7  ноября -1 декабря 2018 – Théâtre de l’Athénée-Louis-Jouvet, Paris

Кристиан Бенедетти (Christian Benedetti), верный ученик Антуана Витеза, приезжавший в Россию учиться театру у Олега Ефремова и Анатолия Васильева, продолжает свой чеховский марафон, начавшийся ещё в 2011 году. Первоначальная идея поставить все значимые пьесы Чехова уже близка к реализации (ему осталась только «Безотцовщина» — во французской версии этот вариант Платонова, точнее его адаптация, так и существует с названием «Sans père»). На этот раз спектакль по «Иванову», совместную постановку  Théâtre-Studio d’Alfortville и  Théâtre Athénée Louis-Jouvet, приютил не расположенный где-то на выселках собственный театр Бенедетти в Альфортвилле, но старый парижский театр Луи Жувэ «L’Athénée», прячущийся в переулочках между Мадлен и Опера Гарнье.

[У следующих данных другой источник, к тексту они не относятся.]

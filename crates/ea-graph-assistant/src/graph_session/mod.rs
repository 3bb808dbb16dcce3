//! Graph backend sessions.
//!
//! Architecture:
//! - `GraphSession` is one live connection to a datastore target
//! - `SessionFactory` opens sessions; the stdio factory spawns a tool server
//!   subprocess per connect
//! - `ConnectionManager` owns the single live session and coalesces switches
pub mod session_trait;
pub mod stdio_session;
pub mod connection_manager;
pub use session_trait::{decode_rows, GraphSession, Params, Row, SessionFactory, TargetConfig, TargetConfigs};
pub use stdio_session::{StdioSessionFactory, StdioToolOptions, StdioToolSession};
pub use connection_manager::ConnectionManager;
// Workspace reset: switch to the workspace datastore, then delete in batches
use axum::extract::State;
use tracing::info;

use super::{error_response, ok, ApiResult};
use crate::app_state::AppState;
use crate::reset::ResetReport;
use crate::target::DatastoreTarget;

const ROUTE: &str = "/reset";

pub async fn reset_workspace(State(state): State<AppState>) -> ApiResult<ResetReport> {
    info!("Workspace reset requested");
    state
        .manager
        .ensure_active(DatastoreTarget::Workspace)
        .await
        .map_err(|e| error_response(ROUTE, e))?;

    match state.reset.reset().await {
        Ok(report) => ok(ROUTE, report),
        Err(e) => Err(error_response(ROUTE, e)),
    }
}
use async_trait::async_trait;
use serde_json::{Map, Value};
use std::collections::HashMap;
use std::fmt;
use std::sync::Arc;

use crate::error::{AssistantError, AssistantResult};
use crate::target::DatastoreTarget;

/// One decoded result row: column name → value, in backend column order.
pub type Row = Map<String, Value>;

/// Bound query parameters.
pub type Params = Map<String, Value>;

/// How to reach one datastore target.
#[derive(Clone)]
pub struct TargetConfig {
    pub target: DatastoreTarget,
    /// Executable of the stdio tool server fronting the database.
    pub command: String,
    pub args: Vec<String>,
    pub uri: String,
    pub username: String,
    pub password: String,
    pub database: Option<String>,
    pub extra_env: HashMap<String, String>,
}

impl fmt::Debug for TargetConfig {
    fn fmt(&self, f: &mut fmt::Formatter<'_>) -> fmt::Result {
        f.debug_struct("TargetConfig")
            .field("target", &self.target)
            .field("command", &self.command)
            .field("args", &self.args)
            .field("uri", &self.uri)
            .field("username", &self.username)
            .field("password", &"<redacted>")
            .field("database", &self.database)
            .finish()
    }
}

#[derive(Debug, Clone)]
pub struct TargetConfigs {
    pub primary: TargetConfig,
    pub workspace: TargetConfig,
}

impl TargetConfigs {
    pub fn get(&self, target: DatastoreTarget) -> &TargetConfig {
        match target {
            DatastoreTarget::Primary => &self.primary,
            DatastoreTarget::Workspace => &self.workspace,
        }
    }
}

/// A live session against one graph backend.
#[async_trait]
pub trait GraphSession: Send + Sync {
    fn target(&self) -> DatastoreTarget;

    async fn read(&self, query: &str, params: &Params) -> AssistantResult<Vec<Row>>;

    async fn write(&self, query: &str, params: &Params) -> AssistantResult<Vec<Row>>;

    /// Releases the backend. Must be safe to call more than once.
    async fn close(&self) -> anyhow::Result<()>;
}

/// Opens sessions. The connection manager owns the only factory.
#[async_trait]
pub trait SessionFactory: Send + Sync {
    async fn connect(&self, config: &TargetConfig) -> anyhow::Result<Arc<dyn GraphSession>>;
}

/// Decodes a text-encoded JSON payload into rows.
///
/// An array of objects is a row set, a lone object is a single row (write
/// summaries come back that way) and blank text is an empty result.
pub fn decode_rows(text: &str) -> AssistantResult<Vec<Row>> {
    let trimmed = text.trim();
    if trimmed.is_empty() {
        return Ok(Vec::new());
    }

    let value: Value = serde_json::from_str(trimmed).map_err(|e| {
        AssistantError::Protocol(format!("payload is not JSON ({}): {}", e, preview(trimmed)))
    })?;

    match value {
        Value::Array(items) => items
            .into_iter()
            .enumerate()
            .map(|(i, item)| match item {
                Value::Object(row) => Ok(row),
                other => Err(AssistantError::Protocol(format!(
                    "row {} is not an object: {}",
                    i,
                    preview(&other.to_string())
                ))),
            })
            .collect(),
        Value::Object(row) => Ok(vec![row]),
        other => Err(AssistantError::Protocol(format!(
            "expected rows, got {}",
            preview(&other.to_string())
        ))),
    }
}

fn preview(text: &str) -> String {
    const MAX: usize = 200;
    if text.len() <= MAX {
        return text.to_string();
    }
    let mut end = MAX;
    while !text.is_char_boundary(end) {
        end -= 1;
    }
    format!("{}...", &text[..end])
}
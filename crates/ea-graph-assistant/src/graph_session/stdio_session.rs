//! Stdio tool-server session adapter
//!
//! Spawns the graph tool server (e.g. `mcp-neo4j-cypher`) as a child process
//! and speaks line-delimited JSON-RPC 2.0 over its stdin/stdout. Queries go
//! through the server's read and write tools; each tool answers with the
//! result rows as text-encoded JSON.

use async_trait::async_trait;
use serde_json::{json, Value};
use std::collections::HashMap;
use std::process::Stdio;
use std::sync::atomic::{AtomicU64, Ordering};
use std::sync::{Arc, Mutex};
use std::time::Duration;
use tokio::io::{AsyncBufReadExt, AsyncWriteExt, BufReader};
use tokio::process::{Child, ChildStdin, Command};
use tokio::sync::oneshot;
use tokio::task::JoinHandle;
use tracing::{debug, info, warn};

use super::session_trait::*;
use crate::error::{AssistantError, AssistantResult};
use crate::target::DatastoreTarget;

const PROTOCOL_VERSION: &str = "2024-11-05";

#[derive(Debug, Clone)]
pub struct StdioToolOptions {
    pub read_tool: String,
    pub write_tool: String,
    pub connect_timeout: Duration,
    pub call_timeout: Duration,
}

impl Default for StdioToolOptions {
    fn default() -> Self {
        Self {
            read_tool: "read_neo4j_cypher".to_string(),
            write_tool: "write_neo4j_cypher".to_string(),
            connect_timeout: Duration::from_secs(30),
            call_timeout: Duration::from_secs(120),
        }
    }
}

type PendingCalls = Arc<Mutex<HashMap<u64, oneshot::Sender<Value>>>>;

pub struct StdioToolSession {
    target: DatastoreTarget,
    options: StdioToolOptions,
    stdin: tokio::sync::Mutex<Option<ChildStdin>>,
    child: tokio::sync::Mutex<Option<Child>>,
    pending: PendingCalls,
    next_id: AtomicU64,
    io_tasks: Mutex<Vec<JoinHandle<()>>>,
}

impl StdioToolSession {
    /// Spawns the tool server and performs the initialize handshake.
    pub async fn spawn(config: &TargetConfig, options: StdioToolOptions) -> anyhow::Result<Self> {
        info!("Starting graph tool server for {} target", config.target);
        info!("  Command: {} {}", config.command, config.args.join(" "));
        info!("  URI: {}", config.uri);

        let mut cmd = Command::new(&config.command);
        cmd.args(&config.args)
            .env("NEO4J_URI", &config.uri)
            .env("NEO4J_USERNAME", &config.username)
            .env("NEO4J_PASSWORD", &config.password)
            .envs(&config.extra_env)
            .stdin(Stdio::piped())
            .stdout(Stdio::piped())
            .stderr(Stdio::piped())
            .kill_on_drop(true);
        if let Some(database) = &config.database {
            cmd.env("NEO4J_DATABASE", database);
        }

        let mut child = cmd
            .spawn()
            .map_err(|e| anyhow::anyhow!("Failed to spawn {}: {}", config.command, e))?;

        let stdin = child
            .stdin
            .take()
            .ok_or_else(|| anyhow::anyhow!("tool server stdin was not captured"))?;
        let stdout = child
            .stdout
            .take()
            .ok_or_else(|| anyhow::anyhow!("tool server stdout was not captured"))?;
        let stderr = child.stderr.take();

        let pending: PendingCalls = Arc::new(Mutex::new(HashMap::new()));
        let mut io_tasks = vec![Self::spawn_reader(config.target, stdout, pending.clone())];
        if let Some(stderr) = stderr {
            let target = config.target;
            io_tasks.push(tokio::spawn(async move {
                let mut lines = BufReader::new(stderr).lines();
                while let Ok(Some(line)) = lines.next_line().await {
                    debug!(target: "graph_tool_server", "[{}] {}", target, line);
                }
            }));
        }

        let session = Self {
            target: config.target,
            options,
            stdin: tokio::sync::Mutex::new(Some(stdin)),
            child: tokio::sync::Mutex::new(Some(child)),
            pending,
            next_id: AtomicU64::new(1),
            io_tasks: Mutex::new(io_tasks),
        };

        if let Err(e) = session.handshake().await {
            let _ = session.close().await;
            return Err(e);
        }

        info!("✅ Graph tool server ready for {} target", config.target);
        Ok(session)
    }

    fn spawn_reader(
        target: DatastoreTarget,
        stdout: tokio::process::ChildStdout,
        pending: PendingCalls,
    ) -> JoinHandle<()> {
        tokio::spawn(async move {
            let mut lines = BufReader::new(stdout).lines();
            while let Ok(Some(line)) = lines.next_line().await {
                let line = line.trim();
                if line.is_empty() {
                    continue;
                }
                let message: Value = match serde_json::from_str(line) {
                    Ok(v) => v,
                    Err(_) => {
                        debug!("[{}] ignoring non-JSON output: {}", target, line);
                        continue;
                    }
                };
                match message.get("id").and_then(Value::as_u64) {
                    Some(id) => {
                        let waiter = pending.lock().unwrap_or_else(|p| p.into_inner()).remove(&id);
                        match waiter {
                            Some(tx) => {
                                let _ = tx.send(message);
                            }
                            None => debug!("[{}] response for unknown call id {}", target, id),
                        }
                    }
                    None => debug!("[{}] notification: {}", target, line),
                }
            }
            // Dropping the senders wakes every outstanding caller with an error.
            pending.lock().unwrap_or_else(|p| p.into_inner()).clear();
            debug!("[{}] tool server output closed", target);
        })
    }

    async fn handshake(&self) -> anyhow::Result<()> {
        let params = json!({
            "protocolVersion": PROTOCOL_VERSION,
            "capabilities": {},
            "clientInfo": {
                "name": env!("CARGO_PKG_NAME"),
                "version": env!("CARGO_PKG_VERSION"),
            }
        });
        let result = self
            .request("initialize", params, self.options.connect_timeout)
            .await
            .map_err(|e| anyhow::anyhow!("initialize handshake failed: {}", e))?;
        if let Some(server) = result.get("serverInfo") {
            debug!("[{}] connected to {}", self.target, server);
        }
        self.send_line(&json!({ "jsonrpc": "2.0", "method": "notifications/initialized" }))
            .await
            .map_err(|e| anyhow::anyhow!("initialized notification failed: {}", e))?;
        Ok(())
    }

    async fn send_line(&self, message: &Value) -> AssistantResult<()> {
        let mut line = serde_json::to_string(message)
            .map_err(|e| AssistantError::Protocol(format!("cannot encode request: {}", e)))?;
        line.push('\n');

        let mut guard = self.stdin.lock().await;
        let stdin = guard
            .as_mut()
            .ok_or_else(|| AssistantError::Backend("tool server session is closed".to_string()))?;
        stdin
            .write_all(line.as_bytes())
            .await
            .map_err(|e| AssistantError::Backend(format!("write to tool server failed: {}", e)))?;
        stdin
            .flush()
            .await
            .map_err(|e| AssistantError::Backend(format!("flush to tool server failed: {}", e)))
    }

    async fn request(&self, method: &str, params: Value, timeout: Duration) -> AssistantResult<Value> {
        let id = self.next_id.fetch_add(1, Ordering::Relaxed);
        let (tx, rx) = oneshot::channel();
        self.pending.lock().unwrap_or_else(|p| p.into_inner()).insert(id, tx);

        let message = json!({ "jsonrpc": "2.0", "id": id, "method": method, "params": params });
        if let Err(e) = self.send_line(&message).await {
            self.pending.lock().unwrap_or_else(|p| p.into_inner()).remove(&id);
            return Err(e);
        }

        let response = match tokio::time::timeout(timeout, rx).await {
            Ok(Ok(response)) => response,
            Ok(Err(_)) => {
                return Err(AssistantError::Backend(
                    "tool server exited before answering".to_string(),
                ))
            }
            Err(_) => {
                self.pending.lock().unwrap_or_else(|p| p.into_inner()).remove(&id);
                return Err(AssistantError::Backend(format!(
                    "{} timed out after {}s",
                    method,
                    timeout.as_secs()
                )));
            }
        };

        if let Some(error) = response.get("error") {
            let message = error
                .get("message")
                .and_then(Value::as_str)
                .map(str::to_string)
                .unwrap_or_else(|| error.to_string());
            return Err(AssistantError::Backend(message));
        }

        response
            .get("result")
            .cloned()
            .ok_or_else(|| AssistantError::Protocol(format!("response {} has no result", id)))
    }

    async fn call_tool(&self, tool: &str, query: &str, params: &Params) -> AssistantResult<Vec<Row>> {
        debug!("[{}] {} ← {}", self.target, tool, query);
        let result = self
            .request(
                "tools/call",
                json!({ "name": tool, "arguments": { "query": query, "params": params } }),
                self.options.call_timeout,
            )
            .await?;

        let (is_error, text) = tool_result_text(&result)?;
        if is_error {
            return Err(AssistantError::Backend(text));
        }
        decode_rows(&text)
    }
}

/// Extracts `(isError, concatenated text content)` from a `tools/call` result.
pub(crate) fn tool_result_text(result: &Value) -> AssistantResult<(bool, String)> {
    let is_error = result.get("isError").and_then(Value::as_bool).unwrap_or(false);
    let content = result
        .get("content")
        .and_then(Value::as_array)
        .ok_or_else(|| AssistantError::Protocol("tool result has no content array".to_string()))?;

    let text = content
        .iter()
        .filter(|item| item.get("type").and_then(Value::as_str) == Some("text"))
        .filter_map(|item| item.get("text").and_then(Value::as_str))
        .collect::<Vec<_>>()
        .join("\n");

    Ok((is_error, text))
}

#[async_trait]
impl GraphSession for StdioToolSession {
    fn target(&self) -> DatastoreTarget {
        self.target
    }

    async fn read(&self, query: &str, params: &Params) -> AssistantResult<Vec<Row>> {
        self.call_tool(&self.options.read_tool, query, params).await
    }

    async fn write(&self, query: &str, params: &Params) -> AssistantResult<Vec<Row>> {
        self.call_tool(&self.options.write_tool, query, params).await
    }

    async fn close(&self) -> anyhow::Result<()> {
        // Closing stdin asks the server to exit on its own.
        drop(self.stdin.lock().await.take());

        if let Some(mut child) = self.child.lock().await.take() {
            info!("Shutting down graph tool server for {} target", self.target);
            match tokio::time::timeout(Duration::from_secs(2), child.wait()).await {
                Ok(Ok(status)) => debug!("[{}] tool server exited: {}", self.target, status),
                _ => {
                    if let Err(e) = child.kill().await {
                        warn!("Failed to kill tool server for {} target: {}", self.target, e);
                    }
                }
            }
        }

        for task in self.io_tasks.lock().unwrap_or_else(|p| p.into_inner()).drain(..) {
            task.abort();
        }
        Ok(())
    }
}

/// Factory that spawns one [`StdioToolSession`] per connect.
pub struct StdioSessionFactory {
    options: StdioToolOptions,
}

impl StdioSessionFactory {
    pub fn new(options: StdioToolOptions) -> Self {
        Self { options }
    }
}

#[async_trait]
impl SessionFactory for StdioSessionFactory {
    async fn connect(&self, config: &TargetConfig) -> anyhow::Result<Arc<dyn GraphSession>> {
        let session = StdioToolSession::spawn(config, self.options.clone()).await?;
        Ok(Arc::new(session))
    }
}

          Вчера прошла премьера, а в будущем театр Athénée как раз и обещает дать свою площадку (пусть это и маленький «итальянский» театрик) для длинного показа этого самого «всего Чехова». Предполагается, что каждый вечер будет играться одна пьеса, а на конец недели планируется «интегральный» показ. Памятуя об этом глобальном проекте, Бенедетти старается уложить каждую пьесу примерно в полтора часа (вымарывая часть текста и задавая свой, довольно непривычный ритм обычно неспешному и тягучему «французскому» Чехову). «Иванов» идёт час пятьдесят. В  этой постановке Бенедетти также приложил руку к сценографии (вместе с Эммой Дюпуа/Emma Dupoid) и к радикальному обновлению перевода (он, кстати, предпочел работать с первой редакцией пьесы, то есть с текстом 1887 года — это «комедия», предназначавшаяся театру Корша, а вовсе не привычная «драма» 1888 года, ставившаяся в Александринке).

           С особенностей текста и начнём. Я-то слышу эти «жалобы француза» уже не первый год, — собственно, всё время, пока длится этот проект. Зрителям (да и критикам солидных изданий)кажется, что актеров вынуждают говорить слишком быстро, в ритме, несвойственном французскому театру рецитации и «belle lecture». Что дикция становится чересчур смазанной и неразборчивой, актеры часто развёрнуты спиной или вообще болтают между собой где-то за каркасами лёгких перегородок. Но ведь, положа руку на сердце, вся прелесть чеховской драматургии и прозы — как раз в этой сумятице, необязательности, в фирменном «мусоре» чеховских записных книжек, сохранивших странные словечки, несмешные шутки, звукоподражания и эксплетивы… Для меня Бенедетти хорош как раз своим умением замешивать эту фонетическую кашу, использовать смутные чувства персонажей, не до конца внятные им самим, как бы затянутые в кисею этих вечных повторов, бормотаний, неожиданных, абсурдистский реакций. Но только изнутри этого словесного сора нечто важное имеет шанс проговориться (как проговаривается, выговаривается самый важный секрет — невнятно, быстро, вскользь, в неожиданной испуганной запинке). Бенедетти умеет это делать, он сознает: только в толще этой словесной шелухи и зарождается истинное тепло отношений… Реакции тут – чисто русские. Да, в результате выходит водевиль, но водевиль опять-таки русский, мутноватый и тягучий. Фирменная горькая тянучка, горькая настойка.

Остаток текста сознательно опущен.